Speaking the truth in love: a one-sided statement?

If I’m honest, I’ve heard the statement “speak the truth in love” countless times. And if I’m even more honest, I have no problem speaking the truth; it is in the “in love” part that I do lack sometimes. Okay. I’m not perfect. I know my flaws.

This statement is found in Ephesians 4:15. If we look at the life of Jesus, He always spoke truth. Since He was perfect, it was always spoken in love. He wasn’t worried about offending anyone. He was concerned with pleasing His Father. May we do the same.

Truth is truth. For instance, my son wants the grass to be blue. He has a tiny obsession with blue, to say the least. He can state his case all day long. And while God can choose to make the grass whatever color He so desires, right now the grass is green. So all the cases and claims and arguments he makes, at the end of the day the truth still stands that grass is green.

In Matthew we see several instances where Jesus shut up the self-righteous Pharisees by speaking truth. One instance in particular is when the Pharisees approach Jesus about paying taxes to Caesar in Matthew 22. And actually the leaders of the Pharisees did not have enough courage to come in-person. They had to send Herodians, those of King Herod, because they were part of the pro-Roman politics.

“What do you think? Is it lawful to pay taxes to Caesar, or not?” (Matt. 22:17)

They think they have Jesus in a trap by asking this question.

“Had He simply replied that it was lawful to pay tribute, they would have denounced Him to the people as one who dishonoured the privileges of Israel, and considered the children of Abraham no longer free, but subjects to a foreign power.

Had He, on the other hand, replied that it was not lawful to pay tribute, they would have denounced Him to the Romans as a mover of sedition, and a rebel against Caesar, who refused to pay his taxes.”- J.C. Ryle

The Pharisees thought this was a simple yes or no question. But then Jesus responds. “Show me the tax money.” (v. 18). He asked why they were testing Him and actually calls them hypocrites (an actor under an assumed character, stage player, a dissembler; Strong’s). He asks whose image is on the coin. It was Caesar’s image.

Jesus just reversed the entire situation on them. Rather answering a fool according to his folly, he tells them to render to Caesar what is Caesar’s and render to God the things that are God’s. God’s Kingdom is not of this world.

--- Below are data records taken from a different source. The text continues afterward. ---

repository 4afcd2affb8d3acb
pub mod handlers;
pub mod router;
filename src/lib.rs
pub mod api;
pub mod config;
pub mod db;
pub mod errors;
pub mod metrics;
pub mod models;

#[derive(Clone)]
pub struct AppState {
    pub db: sqlx::PgPool,
    pub metrics_handle: metrics_exporter_prometheus::PrometheusHandle,
}
pub mod context;
pub mod health;
pub mod metrics;
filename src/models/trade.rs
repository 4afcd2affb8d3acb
use chrono::{DateTime, Utc};
use rust_decimal::Decimal;
use serde::{Deserialize, Serialize};
use sqlx::FromRow;

/// An entry-leg fill joined back to the submission and article that caused it.
#[derive(Debug, Clone, PartialEq, Serialize, Deserialize, FromRow)]
pub struct TradedNewsTrade {
    pub article_id: String,
    pub title: String,
    pub published_utc: DateTime<Utc>,
    pub trade_executed_at: DateTime<Utc>,
    pub side: String,
    #[serde(with = "rust_decimal::serde::float")]
    pub fill_price: Decimal,
}
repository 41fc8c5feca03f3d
use crate::domain::ChatId;

/// Incoming update, already classified by the transport adapter.
///
/// Telegram-specific wire fields live in the Telegram adapter.
#[derive(Clone, Debug, PartialEq, Eq)]
pub enum IncomingUpdate {
    Text(TextMessage),
    Callback(CallbackQuery),
}

#[derive(Clone, Debug, PartialEq, Eq)]
pub struct TextMessage {
    pub chat_id: ChatId,
    pub text: String,
}

#[derive(Clone, Debug, PartialEq, Eq)]
pub struct CallbackQuery {
    /// Absent for presses on inline-mode messages; such presses are only acknowledged.
    pub chat_id: Option<ChatId>,
    pub callback_id: String,
    pub data: String,
}

/// Markup dialect of an outbound message.
#[derive(Clone, Copy, Debug, PartialEq, Eq)]
pub enum ParseMode {
    MarkdownV2,
}

#[derive(Clone, Debug, PartialEq, Eq)]
pub enum ButtonAction {
    /// Opaque data echoed back in a callback query.
    Callback(String),
    /// Mini-app URL opened inside the client.
    WebApp(String),
}

#[derive(Clone, Debug, PartialEq, Eq)]
pub struct InlineButton {
    pub label: String,
    pub action: ButtonAction,
}

impl InlineButton {
    pub fn callback(label: impl Into<String>, data: impl Into<String>) -> Self {
        Self {
            label: label.into(),
            action: ButtonAction::Callback(data.into()),
        }
    }

    pub fn web_app(label: impl Into<String>, url: impl Into<String>) -> Self {
        Self {
            label: label.into(),
            action: ButtonAction::WebApp(url.into()),
        }
    }
}

/// Inline keyboard as ordered rows of buttons.
#[derive(Clone, Debug, Default, PartialEq, Eq)]
pub struct InlineKeyboard {
    pub rows: Vec<Vec<InlineButton>>,
}

impl InlineKeyboard {
    pub fn new(rows: Vec<Vec<InlineButton>>) -> Self {
        Self { rows }
    }

    /// Convenience for "one button per row" layouts.
    pub fn one_per_row(buttons: impl IntoIterator<Item = InlineButton>) -> Self {
        Self {
            rows: buttons.into_iter().map(|b| vec![b]).collect(),
        }
    }

    pub fn buttons(&self) -> impl Iterator<Item = &InlineButton> {
        self.rows.iter().flatten()
    }
}

/// A fully rendered reply, ready for the messenger.
#[derive(Clone, Debug, PartialEq, Eq)]
pub struct OutboundMessage {
    pub chat_id: ChatId,
    pub text: String,
    pub parse_mode: Option<ParseMode>,
    pub keyboard: Option<InlineKeyboard>,
}
use std::fmt;

/// Telegram chat id (numeric).
#[derive(Clone, Copy, Debug, PartialEq, Eq, Hash)]
pub struct ChatId(pub i64);

impl fmt::Display for ChatId {
    fn fmt(&self, f: &mut fmt::Formatter<'_>) -> fmt::Result {
        write!(f, "{}", self.0)
    }
}
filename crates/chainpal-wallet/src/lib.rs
//! Throwaway EVM wallet generation.

use ethers::{
    signers::{LocalWallet, Signer},
    utils::to_checksum,
};

use chainpal_core::{ports::WalletGenerator, session::WalletRecord, Result};

/// Generates a fresh secp256k1 keypair per call.
///
/// The address is EIP-55 checksummed; the private key is `0x`-prefixed hex.
#[derive(Clone, Copy, Debug, Default)]
pub struct EvmWalletGenerator;

impl EvmWalletGenerator {
    pub fn new() -> Self {
        Self
    }
}

impl WalletGenerator for EvmWalletGenerator {
    fn generate(&self) -> Result<WalletRecord> {
        let wallet = LocalWallet::new(&mut rand::thread_rng());
        Ok(WalletRecord {
            address: to_checksum(&wallet.address(), None),
            private_key: format!("0x{}", hex::encode(wallet.signer().to_bytes())),
        })
    }
}

#[cfg(test)]
mod tests {
    use super::*;

    #[test]
    fn generates_well_formed_records() {
        let record = EvmWalletGenerator::new().generate().unwrap();

        assert!(record.address.starts_with("0x"));
        assert_eq!(record.address.len(), 42);
        assert!(record.private_key.starts_with("0x"));
        assert_eq!(record.private_key.len(), 66);
        assert!(record.private_key[2..].chars().all(|c| c.is_ascii_hexdigit()));
    }

    #[test]
    fn private_key_derives_the_address() {
        let record = EvmWalletGenerator::new().generate().unwrap();
        let restored: LocalWallet = record.private_key[2..].parse().unwrap();
        assert_eq!(to_checksum(&restored.address(), None), record.address);
    }

    #[test]
    fn consecutive_wallets_differ() {
        let generator = EvmWalletGenerator::new();
        let a = generator.generate().unwrap();
        let b = generator.generate().unwrap();
        assert_ne!(a.address, b.address);
        assert_ne!(a.private_key, b.private_key);
    }
}
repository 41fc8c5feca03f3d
//! Ephemeral per-chat wallet sessions.

use std::{
    collections::HashMap,
    fmt,
    sync::{Arc, Mutex as StdMutex, MutexGuard, PoisonError},
};

use async_trait::async_trait;
use tokio::sync::{Mutex, OwnedMutexGuard, RwLock};

use crate::{domain::ChatId, Result};

/// A generated wallet. The private key is plain text and never persisted.
#[derive(Clone, PartialEq, Eq)]
pub struct WalletRecord {
    pub address: String,
    pub private_key: String,
}

impl fmt::Debug for WalletRecord {
    fn fmt(&self, f: &mut fmt::Formatter<'_>) -> fmt::Result {
        f.debug_struct("WalletRecord")
            .field("address", &self.address)
            .field("private_key", &"<redacted>")
            .finish()
    }
}

/// Keyed store of wallet records.
#[async_trait]
pub trait SessionStore: Send + Sync {
    async fn get(&self, chat_id: ChatId) -> Result<Option<WalletRecord>>;

    /// Insert or silently overwrite; returns the previous record.
    async fn put(&self, chat_id: ChatId, record: WalletRecord) -> Result<Option<WalletRecord>>;

    /// Returns the removed record, if any.
    async fn delete(&self, chat_id: ChatId) -> Result<Option<WalletRecord>>;
}

/// Process-memory store; everything is lost on restart.
#[derive(Default)]
pub struct InMemorySessionStore {
    inner: RwLock<HashMap<ChatId, WalletRecord>>,
}

impl InMemorySessionStore {
    pub fn new() -> Self {
        Self::default()
    }

    pub async fn len(&self) -> usize {
        self.inner.read().await.len()
    }

    pub async fn is_empty(&self) -> bool {
        self.inner.read().await.is_empty()
    }
}

#[async_trait]
impl SessionStore for InMemorySessionStore {
    async fn get(&self, chat_id: ChatId) -> Result<Option<WalletRecord>> {
        Ok(self.inner.read().await.get(&chat_id).cloned())
    }

    async fn put(&self, chat_id: ChatId, record: WalletRecord) -> Result<Option<WalletRecord>> {
        Ok(self.inner.write().await.insert(chat_id, record))
    }

    async fn delete(&self, chat_id: ChatId) -> Result<Option<WalletRecord>> {
        Ok(self.inner.write().await.remove(&chat_id))
    }
}

/// Per-chat async mutexes serializing wallet mutations for one chat.
///
/// An entry lives only while some guard holds or waits on it.
#[derive(Default)]
pub struct ChatLocks {
    inner: StdMutex<HashMap<ChatId, Arc<Mutex<()>>>>,
}

impl ChatLocks {
    pub async fn lock_chat(&self, chat_id: ChatId) -> ChatGuard<'_> {
        let lock = self
            .map()
            .entry(chat_id)
            .or_insert_with(|| Arc::new(Mutex::new(())))
            .clone();
        let guard = lock.lock_owned().await;
        ChatGuard {
            locks: self,
            chat_id,
            guard: Some(guard),
        }
    }

    fn map(&self) -> MutexGuard<'_, HashMap<ChatId, Arc<Mutex<()>>>> {
        self.inner.lock().unwrap_or_else(PoisonError::into_inner)
    }
}

/// Held chat lock; dropping it releases the chat and forgets idle entries.
pub struct ChatGuard<'a> {
    locks: &'a ChatLocks,
    chat_id: ChatId,
    guard: Option<OwnedMutexGuard<()>>,
}

impl Drop for ChatGuard<'_> {
    fn drop(&mut self) {
        // Waiters clone the Arc under the map lock, so with it held a count of
        // one means nobody else wants this chat.
        let mut map = self.locks.map();
        drop(self.guard.take());
        if map
            .get(&self.chat_id)
            .is_some_and(|lock| Arc::strong_count(lock) == 1)
        {
            map.remove(&self.chat_id);
        }
    }
}
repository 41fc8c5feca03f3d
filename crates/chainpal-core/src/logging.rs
use tracing_subscriber::{fmt, EnvFilter};

use crate::{errors::Error, Result};

/// Initialize tracing for the bot.
///
/// Default: info for our crates and everything else. Can be overridden with `RUST_LOG`.
pub fn init(service_name: &str) -> Result<()> {
    let filter = EnvFilter::try_from_default_env().unwrap_or_else(|_| {
        EnvFilter::new(format!(
            "info,chainpal_core=info,{}=info",
            service_name.replace('-', "_")
        ))
    });

    fmt()
        .with_env_filter(filter)
        .with_target(false)
        .try_init()
        .map_err(|e| Error::Config(format!("failed to install tracing subscriber: {e}")))
}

“But God governs history, and temporal authority exists only because he has willed it thus. Sovereign and final authority remains that of God. The State can require only our money and our services, never our souls-that is to say, the obedience which we owe only to God.” (Layman’s Bible Commentary)

Jesus’ response left the Pharisees speechless. “When they had heard these words, they marveled, and left Him and went their way.” (Matt. 22:22) This word marveled means to wonder. Jesus left them thinking about what He just said.

The Pharisees did not receive the truth in love because their motive was not pure in their questioning. Does that mean the truth was not spoken to them in love? No! It just wasn’t received in love. The Pharisees came after Jesus in this situation in order to trap him with their question. Verse 15 says the Pharisees went and plotted how they might entangle Jesus in His talk. And instead Jesus spoke right to the heart of the Pharisees because he perceived their wickedness (v. 18).

We need to be yielded to the Holy Spirit. When I hear the word yield I think of a Yield sign. What do you do when you yield? You slow down and let the other car take the lead. Just like in our walk with the Lord, we need to slow down and let Him lead. This is yielding to the Holy Spirit. I would rather be obedient to the leading of the Holy Spirit than concerned with pleasing others.

We have to look at the reverse of this original statement, what about receiving the truth in love? If a person is yielded to the Holy Spirit, the Holy Spirit is leading. The truth may have been spoken in love (I’m not saying that it always is), just not received in love. What is the true motive of the heart?

Look at Proverbs 25:12. “Like an earring of gold and an ornament of fine gold is a wise rebuker to an obedient ear.”

“A rebuke given in love and received with intent to obey at the right time, in the right place, and in the right way is more valuable than gold.” -Study Bible Notes

Matthew Henry states, “…very graceful and well becoming both the reprover and the reproved; both will have their praise, the reprover for giving it so prudently and the reproved for taking it so patiently and making a good use of it.”

The verse right before this is, “A word fitly spoken is like apples of gold in settings of silver.” Beautiful.

May we have the discernment when to speak the truth…and in love. May we pray for the receiver to have discernment as well to receive the truth…and in love.

2 thoughts on “Speaking the truth in love: a one-sided statement?

  1. This is great!
    Speaking in love, also, is speaking at the right time in a way that is profitable. Whew! Thankfully we have the Holy Spirit to lead us. ❤


  2. Your son makes me laugh! You should introduce him to bluegrass! I don’t have as much problem with the “in love” part. It’s hard for me to be brave enough to speak the truth when I need to. I can write it, but speaking it to someone is much harder! May God give us all the courage to speak out when He wants us to.